TASK INSTRUCTIONS:
Your answer must consist of every line from the data below that includes the word "error".

Excerpts from a dataset:
::::::::::

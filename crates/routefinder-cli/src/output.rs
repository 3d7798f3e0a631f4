//! Output formatting for CLI reports.
//!
//! Every subcommand produces a serialisable report. `--format json` prints it
//! as pretty JSON, `--format text` through [`TextRender`].

use std::fmt::Write as _;
use std::io::{self, Write};

use anyhow::Result;
use clap::ValueEnum;
use serde::Serialize;

use routefinder_lib::{BuildStats, NodeId, RouteSummary};

use crate::terminal::ColorPalette;

/// Output format selected with `--format`.
#[derive(Debug, Clone, Copy, PartialEq, Eq, Default, ValueEnum)]
pub enum OutputFormat {
    #[default]
    Text,
    Json,
}

/// Human-readable rendering of a report.
pub trait TextRender {
    fn render_text(&self, palette: &ColorPalette) -> String;
}

/// Write `report` to stdout in the requested format.
pub fn emit<T: Serialize + TextRender>(format: OutputFormat, report: &T) -> Result<()> {
    let rendered = match format {
        OutputFormat::Json => {
            let mut json = serde_json::to_string_pretty(report)?;
            json.push('\n');
            json
        }
        OutputFormat::Text => report.render_text(&ColorPalette::detect()),
    };
    let mut stdout = io::stdout().lock();
    stdout.write_all(rendered.as_bytes())?;
    stdout.flush()?;
    Ok(())
}

/// A query coordinate and the graph node it snapped to.
#[derive(Debug, Clone, Serialize, PartialEq)]
pub struct Endpoint {
    pub query: [f64; 2],
    pub node: NodeId,
    pub lonlat: [f64; 2],
    /// Distance between the query and the node, in metres.
    pub snap_distance: f64,
}

impl Endpoint {
    fn describe(&self) -> String {
        format!(
            "{:.6},{:.6} -> node {} at {:.6},{:.6} ({:.1} m away)",
            self.query[0],
            self.query[1],
            self.node,
            self.lonlat[0],
            self.lonlat[1],
            self.snap_distance
        )
    }
}

/// Result of `routefinder route`.
#[derive(Debug, Clone, Serialize)]
pub struct RouteReport {
    pub from: Endpoint,
    pub to: Endpoint,
    #[serde(flatten)]
    pub summary: RouteSummary,
}

impl TextRender for RouteReport {
    fn render_text(&self, palette: &ColorPalette) -> String {
        let mut buffer = String::new();
        let _ = writeln!(buffer, "{}from:{} {}", palette.muted, palette.reset, self.from.describe());
        let _ = writeln!(buffer, "{}to:{}   {}", palette.muted, palette.reset, self.to.describe());
        buffer.push_str(&render_summary(&self.summary, palette));
        buffer
    }
}

/// Result of `routefinder compare`.
#[derive(Debug, Clone, Serialize)]
pub struct CompareReport {
    pub from: Endpoint,
    pub to: Endpoint,
    pub results: Vec<RouteSummary>,
}

impl TextRender for CompareReport {
    fn render_text(&self, palette: &ColorPalette) -> String {
        let mut buffer = String::new();
        let _ = writeln!(buffer, "{}from:{} {}", palette.muted, palette.reset, self.from.describe());
        let _ = writeln!(buffer, "{}to:{}   {}", palette.muted, palette.reset, self.to.describe());
        for summary in &self.results {
            buffer.push('\n');
            buffer.push_str(&render_summary(summary, palette));
        }
        buffer
    }
}

fn render_summary(summary: &RouteSummary, palette: &ColorPalette) -> String {
    let mut buffer = String::new();
    let mut lines = summary.render_plain();
    if summary.error.is_some() {
        lines = lines.replacen(
            routefinder_lib::NO_PATH_FOUND,
            &format!("{}{}{}", palette.error, routefinder_lib::NO_PATH_FOUND, palette.reset),
            1,
        );
    }
    for (index, line) in lines.lines().enumerate() {
        if index == 0 {
            let _ = writeln!(buffer, "{}{}{}", palette.heading, line, palette.reset);
        } else if line.starts_with("note:") {
            let _ = writeln!(buffer, "{}{}{}", palette.warning, line, palette.reset);
        } else {
            let _ = writeln!(buffer, "{line}");
        }
    }
    buffer
}

/// Result of `routefinder stats`.
#[derive(Debug, Clone, Serialize)]
pub struct StatsReport {
    pub source: String,
    pub snap_tolerance: f64,
    pub respect_oneway: bool,
    #[serde(flatten)]
    pub stats: BuildStats,
}

impl TextRender for StatsReport {
    fn render_text(&self, palette: &ColorPalette) -> String {
        let mut buffer = String::new();
        let _ = writeln!(buffer, "{}Graph built from {}{}", palette.heading, self.source, palette.reset);
        let rows = [
            ("nodes", self.stats.nodes.to_string()),
            ("edges", self.stats.edges.to_string()),
            ("adjacency entries", self.stats.adjacency_entries.to_string()),
            ("segments", self.stats.segments.to_string()),
            ("skipped segments", self.stats.skipped_segments.to_string()),
            ("degenerate pairs", self.stats.degenerate_pairs.to_string()),
            ("snap tolerance", format!("{} m", self.snap_tolerance)),
            ("one-way respected", self.respect_oneway.to_string()),
        ];
        for (label, value) in rows {
            let _ = writeln!(buffer, "  {label:<18} {value}");
        }
        buffer
    }
}

/// Result of `routefinder nearest`.
#[derive(Debug, Clone, Serialize)]
pub struct NearestReport {
    #[serde(flatten)]
    pub endpoint: Endpoint,
    /// Number of outgoing edges at the node.
    pub degree: usize,
}

impl TextRender for NearestReport {
    fn render_text(&self, _palette: &ColorPalette) -> String {
        format!("{} degree {}\n", self.endpoint.describe(), self.degree)
    }
}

::::::::::

REPLY TO THE EXERCISE:
    if summary.error.is_some() {
            &format!("{}{}{}", palette.error, routefinder_lib::NO_PATH_FOUND, palette.reset),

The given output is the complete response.